■ YOUR OBJECTIVE
Filtering the records below, copy only those lines that include the word "DispatchPlan".

### EXERCISE MATERIAL ###

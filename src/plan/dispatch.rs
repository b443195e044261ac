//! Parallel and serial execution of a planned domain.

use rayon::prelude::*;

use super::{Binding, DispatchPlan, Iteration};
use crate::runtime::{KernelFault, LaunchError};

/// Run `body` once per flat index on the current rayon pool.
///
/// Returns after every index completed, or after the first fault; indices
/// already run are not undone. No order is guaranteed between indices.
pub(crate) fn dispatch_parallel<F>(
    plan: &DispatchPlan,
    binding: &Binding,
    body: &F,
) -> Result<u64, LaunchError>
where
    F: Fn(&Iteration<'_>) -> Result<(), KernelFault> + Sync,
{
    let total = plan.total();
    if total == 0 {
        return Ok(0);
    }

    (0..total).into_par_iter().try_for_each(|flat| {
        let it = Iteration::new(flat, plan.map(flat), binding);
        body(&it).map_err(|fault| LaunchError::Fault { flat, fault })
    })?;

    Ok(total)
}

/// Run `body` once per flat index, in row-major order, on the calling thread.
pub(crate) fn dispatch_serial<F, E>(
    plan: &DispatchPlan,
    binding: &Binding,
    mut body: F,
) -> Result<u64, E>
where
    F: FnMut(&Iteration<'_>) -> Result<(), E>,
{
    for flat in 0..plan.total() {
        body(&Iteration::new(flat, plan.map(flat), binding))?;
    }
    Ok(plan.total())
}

###
### EXERCISE MATERIAL ###

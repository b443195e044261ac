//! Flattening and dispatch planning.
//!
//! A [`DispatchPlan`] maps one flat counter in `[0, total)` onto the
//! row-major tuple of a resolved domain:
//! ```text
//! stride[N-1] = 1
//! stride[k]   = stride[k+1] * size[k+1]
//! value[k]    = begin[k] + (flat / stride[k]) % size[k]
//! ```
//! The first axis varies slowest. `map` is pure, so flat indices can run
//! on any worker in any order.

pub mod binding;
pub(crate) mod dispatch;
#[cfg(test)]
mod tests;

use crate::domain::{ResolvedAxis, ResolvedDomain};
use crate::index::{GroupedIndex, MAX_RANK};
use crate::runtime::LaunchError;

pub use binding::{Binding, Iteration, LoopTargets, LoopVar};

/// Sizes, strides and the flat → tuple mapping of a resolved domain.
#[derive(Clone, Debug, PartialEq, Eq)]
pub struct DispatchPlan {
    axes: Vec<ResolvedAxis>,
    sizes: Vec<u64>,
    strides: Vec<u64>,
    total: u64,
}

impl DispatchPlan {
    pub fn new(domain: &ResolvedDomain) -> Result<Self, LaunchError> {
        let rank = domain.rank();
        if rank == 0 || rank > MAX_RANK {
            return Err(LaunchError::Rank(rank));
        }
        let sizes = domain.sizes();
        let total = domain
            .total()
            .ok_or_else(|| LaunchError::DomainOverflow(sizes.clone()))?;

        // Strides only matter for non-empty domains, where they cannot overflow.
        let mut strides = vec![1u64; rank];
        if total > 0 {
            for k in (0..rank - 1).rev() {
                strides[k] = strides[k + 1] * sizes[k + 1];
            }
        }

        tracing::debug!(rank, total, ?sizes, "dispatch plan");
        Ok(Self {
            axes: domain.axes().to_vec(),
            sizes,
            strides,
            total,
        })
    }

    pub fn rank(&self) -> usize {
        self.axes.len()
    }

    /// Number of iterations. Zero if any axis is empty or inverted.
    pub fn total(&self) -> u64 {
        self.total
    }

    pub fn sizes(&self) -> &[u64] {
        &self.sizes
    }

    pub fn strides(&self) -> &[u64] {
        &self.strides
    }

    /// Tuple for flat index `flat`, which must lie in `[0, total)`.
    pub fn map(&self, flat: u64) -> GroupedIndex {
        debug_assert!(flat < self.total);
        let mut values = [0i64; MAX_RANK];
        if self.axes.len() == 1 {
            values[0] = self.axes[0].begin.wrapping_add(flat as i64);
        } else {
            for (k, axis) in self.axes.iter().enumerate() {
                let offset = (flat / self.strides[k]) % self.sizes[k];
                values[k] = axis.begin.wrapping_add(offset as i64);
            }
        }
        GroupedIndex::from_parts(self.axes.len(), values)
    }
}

###
### EXERCISE MATERIAL ###

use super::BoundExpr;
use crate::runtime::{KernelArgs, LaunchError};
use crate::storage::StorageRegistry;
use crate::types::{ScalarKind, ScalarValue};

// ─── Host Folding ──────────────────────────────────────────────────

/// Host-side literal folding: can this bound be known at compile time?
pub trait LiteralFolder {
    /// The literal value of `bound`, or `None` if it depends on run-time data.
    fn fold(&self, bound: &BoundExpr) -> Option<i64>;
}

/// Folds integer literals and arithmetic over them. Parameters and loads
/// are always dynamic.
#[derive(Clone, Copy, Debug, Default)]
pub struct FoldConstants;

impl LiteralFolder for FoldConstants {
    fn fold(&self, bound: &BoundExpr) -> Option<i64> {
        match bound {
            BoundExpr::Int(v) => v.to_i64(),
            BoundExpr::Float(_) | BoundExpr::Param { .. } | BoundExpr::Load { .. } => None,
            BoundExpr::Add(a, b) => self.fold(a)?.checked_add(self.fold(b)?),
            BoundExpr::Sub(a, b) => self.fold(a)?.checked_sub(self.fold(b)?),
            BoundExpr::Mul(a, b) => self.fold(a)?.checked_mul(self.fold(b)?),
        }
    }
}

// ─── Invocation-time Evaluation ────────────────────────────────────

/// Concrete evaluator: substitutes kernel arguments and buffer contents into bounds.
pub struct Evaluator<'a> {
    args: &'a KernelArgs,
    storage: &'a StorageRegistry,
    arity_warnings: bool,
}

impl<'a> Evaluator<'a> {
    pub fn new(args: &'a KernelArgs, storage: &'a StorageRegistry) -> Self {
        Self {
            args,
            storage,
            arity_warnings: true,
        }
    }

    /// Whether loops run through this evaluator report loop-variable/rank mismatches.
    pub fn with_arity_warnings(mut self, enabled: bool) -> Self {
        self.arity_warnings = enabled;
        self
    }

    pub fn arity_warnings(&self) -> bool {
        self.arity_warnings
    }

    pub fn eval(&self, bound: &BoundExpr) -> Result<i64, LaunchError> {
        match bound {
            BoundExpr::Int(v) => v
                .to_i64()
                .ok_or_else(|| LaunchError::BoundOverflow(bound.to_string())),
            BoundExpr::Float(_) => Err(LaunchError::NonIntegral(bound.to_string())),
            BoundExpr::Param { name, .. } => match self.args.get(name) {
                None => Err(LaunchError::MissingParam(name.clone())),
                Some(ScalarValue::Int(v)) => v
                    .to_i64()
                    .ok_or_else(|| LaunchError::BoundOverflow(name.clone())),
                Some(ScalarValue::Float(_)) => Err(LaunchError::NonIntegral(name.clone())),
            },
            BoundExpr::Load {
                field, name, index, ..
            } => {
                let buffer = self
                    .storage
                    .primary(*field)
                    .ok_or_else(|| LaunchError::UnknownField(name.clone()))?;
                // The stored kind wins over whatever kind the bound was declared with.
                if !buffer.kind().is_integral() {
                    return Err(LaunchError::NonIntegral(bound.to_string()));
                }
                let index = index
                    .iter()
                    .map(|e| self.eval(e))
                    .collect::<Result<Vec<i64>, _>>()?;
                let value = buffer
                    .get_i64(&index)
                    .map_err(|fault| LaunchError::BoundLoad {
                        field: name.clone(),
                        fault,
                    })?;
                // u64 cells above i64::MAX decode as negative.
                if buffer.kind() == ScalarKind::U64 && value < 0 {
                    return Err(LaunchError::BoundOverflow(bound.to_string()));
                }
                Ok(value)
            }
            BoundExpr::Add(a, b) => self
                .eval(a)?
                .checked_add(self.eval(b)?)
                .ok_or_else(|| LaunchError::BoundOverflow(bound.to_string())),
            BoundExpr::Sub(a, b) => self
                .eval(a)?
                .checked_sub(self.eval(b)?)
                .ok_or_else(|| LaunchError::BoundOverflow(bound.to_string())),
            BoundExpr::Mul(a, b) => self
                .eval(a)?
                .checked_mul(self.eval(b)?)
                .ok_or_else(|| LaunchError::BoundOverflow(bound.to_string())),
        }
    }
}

###

■ EXPECTED ANSWER
use super::{Binding, DispatchPlan, Iteration};
    plan: &DispatchPlan,
    plan: &DispatchPlan,
//! A [`DispatchPlan`] maps one flat counter in `[0, total)` onto the
pub struct DispatchPlan {
impl DispatchPlan {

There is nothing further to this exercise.